Problem description: State the number of lines in the following data that include the word "rename", with no other text.

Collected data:
use serde::{Deserialize, Serialize};
use std::collections::HashMap;

#[derive(Debug, Clone, Serialize, Deserialize)]
pub struct ToolInputOutputSchema {
    #[serde(rename = "type")]
    pub type_: String,
    #[serde(skip_serializing_if = "Option::is_none")]
    pub properties: Option<HashMap<String, serde_json::Value>>,
    #[serde(skip_serializing_if = "Option::is_none")]
    pub required: Option<Vec<String>>,
    #[serde(skip_serializing_if = "Option::is_none")]
    pub description: Option<String>,
    #[serde(skip_serializing_if = "Option::is_none")]
    pub title: Option<String>,
    #[serde(skip_serializing_if = "Option::is_none")]
    pub items: Option<HashMap<String, serde_json::Value>>,
    #[serde(rename = "enum", skip_serializing_if = "Option::is_none")]
    pub enum_: Option<Vec<serde_json::Value>>,
    #[serde(skip_serializing_if = "Option::is_none")]
    pub minimum: Option<f64>,
    #[serde(skip_serializing_if = "Option::is_none")]
    pub maximum: Option<f64>,
    #[serde(skip_serializing_if = "Option::is_none")]
    pub format: Option<String>,
}

/// One callable operation exposed by a provider. The fully-qualified identifier
/// `<provider_name>.<name>` is what callers pass to `call_tool`; a tool is owned by
/// exactly one provider at a time.
#[derive(Debug, Clone, Serialize, Deserialize)]
pub struct Tool {
    pub name: String,
    pub description: String,
    pub inputs: ToolInputOutputSchema,
    pub outputs: ToolInputOutputSchema,
    pub tags: Vec<String>,
    #[serde(skip_serializing_if = "Option::is_none")]
    pub average_response_size: Option<i64>,
    #[serde(skip_serializing_if = "Option::is_none")]
    pub provider_name: Option<String>,
}

impl Tool {
    /// Fully-qualified name, e.g. `weather.get_forecast`. Returns the bare name when
    /// the tool has not yet been bound to a provider.
    pub fn qualified_name(&self) -> String {
        match &self.provider_name {
            Some(provider) => format!("{provider}.{}", self.name),
            None => self.name.clone(),
        }
    }
}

Response to this exercise: 2